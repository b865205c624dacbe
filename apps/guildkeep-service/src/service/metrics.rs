use std::{
    collections::HashMap,
    fmt::Write as _,
    sync::{Mutex, OnceLock},
};

pub(crate) const CACHE_LOOKUP_HIT: &str = "hit";
pub(crate) const CACHE_LOOKUP_MISS: &str = "miss";
pub(crate) const CACHE_LOOKUP_EXPIRED: &str = "expired";
pub(crate) const OUTCOME_OK: &str = "ok";
pub(crate) const OUTCOME_ERROR: &str = "error";

static METRICS_STATE: OnceLock<MetricsState> = OnceLock::new();

#[derive(Default)]
pub(crate) struct MetricsState {
    cache_lookups: Mutex<HashMap<&'static str, u64>>,
    cache_invalidations: Mutex<u64>,
    resolution_failures: Mutex<u64>,
    storage_operations: Mutex<HashMap<(String, &'static str, &'static str), u64>>,
}

pub(crate) fn metrics_state() -> &'static MetricsState {
    METRICS_STATE.get_or_init(MetricsState::default)
}

/// Render process-wide counters in the Prometheus text exposition format.
#[must_use]
pub fn render_metrics() -> String {
    let cache_lookups = metrics_state()
        .cache_lookups
        .lock()
        .map_or_else(|_| HashMap::new(), |guard| guard.clone());
    let cache_invalidations = metrics_state()
        .cache_invalidations
        .lock()
        .map_or(0, |guard| *guard);
    let resolution_failures = metrics_state()
        .resolution_failures
        .lock()
        .map_or(0, |guard| *guard);
    let storage_operations = metrics_state()
        .storage_operations
        .lock()
        .map_or_else(|_| HashMap::new(), |guard| guard.clone());

    let mut output = String::new();
    output.push_str(
        "# HELP guildkeep_permission_cache_lookups_total Count of permission cache lookups by outcome\n",
    );
    output.push_str("# TYPE guildkeep_permission_cache_lookups_total counter\n");
    let mut lookup_entries: Vec<_> = cache_lookups.into_iter().collect();
    lookup_entries.sort_by_key(|(outcome, _)| *outcome);
    for (outcome, value) in lookup_entries {
        let _ = writeln!(
            output,
            "guildkeep_permission_cache_lookups_total{{outcome=\"{outcome}\"}} {value}"
        );
    }

    output.push_str(
        "# HELP guildkeep_permission_cache_invalidations_total Count of guild-wide cache invalidations\n",
    );
    output.push_str("# TYPE guildkeep_permission_cache_invalidations_total counter\n");
    let _ = writeln!(
        output,
        "guildkeep_permission_cache_invalidations_total {cache_invalidations}"
    );

    output.push_str(
        "# HELP guildkeep_permission_resolution_failures_total Count of resolutions aborted by a stored inheritance cycle\n",
    );
    output.push_str("# TYPE guildkeep_permission_resolution_failures_total counter\n");
    let _ = writeln!(
        output,
        "guildkeep_permission_resolution_failures_total {resolution_failures}"
    );

    output.push_str(
        "# HELP guildkeep_storage_operations_total Count of storage operations by collection, operation, and outcome\n",
    );
    output.push_str("# TYPE guildkeep_storage_operations_total counter\n");
    let mut storage_entries: Vec<_> = storage_operations.into_iter().collect();
    storage_entries.sort_by(|((a_collection, a_op, a_outcome), _), ((b_collection, b_op, b_outcome), _)| {
        a_collection
            .cmp(b_collection)
            .then(a_op.cmp(b_op))
            .then(a_outcome.cmp(b_outcome))
    });
    for ((collection, operation, outcome), value) in storage_entries {
        let _ = writeln!(
            output,
            "guildkeep_storage_operations_total{{collection=\"{collection}\",operation=\"{operation}\",outcome=\"{outcome}\"}} {value}"
        );
    }

    output
}

pub(crate) fn record_cache_lookup(outcome: &'static str) {
    if let Ok(mut counters) = metrics_state().cache_lookups.lock() {
        let entry = counters.entry(outcome).or_insert(0);
        *entry += 1;
    }
}

pub(crate) fn record_cache_invalidation() {
    if let Ok(mut counter) = metrics_state().cache_invalidations.lock() {
        *counter += 1;
    }
}

pub(crate) fn record_resolution_failure() {
    if let Ok(mut counter) = metrics_state().resolution_failures.lock() {
        *counter += 1;
    }
}

pub(crate) fn record_storage_operation(
    collection: &str,
    operation: &'static str,
    outcome: &'static str,
) {
    if let Ok(mut counters) = metrics_state().storage_operations.lock() {
        let entry = counters
            .entry((collection.to_owned(), operation, outcome))
            .or_insert(0);
        *entry += 1;
    }
}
----------------------------------------
→ **What is needed**
Each line from the one containing "pub(crate) fn record_cache_invalidation()" through the end of the material should be restated word for word; leave out every line before it.

→ **Exercise result**
pub(crate) fn record_cache_invalidation() {
    if let Ok(mut counter) = metrics_state().cache_invalidations.lock() {
        *counter += 1;
    }
}

pub(crate) fn record_resolution_failure() {
    if let Ok(mut counter) = metrics_state().resolution_failures.lock() {
        *counter += 1;
    }
}

pub(crate) fn record_storage_operation(
    collection: &str,
    operation: &'static str,
    outcome: &'static str,
) {
    if let Ok(mut counters) = metrics_state().storage_operations.lock() {
        let entry = counters
            .entry((collection.to_owned(), operation, outcome))
            .or_insert(0);
        *entry += 1;
    }
}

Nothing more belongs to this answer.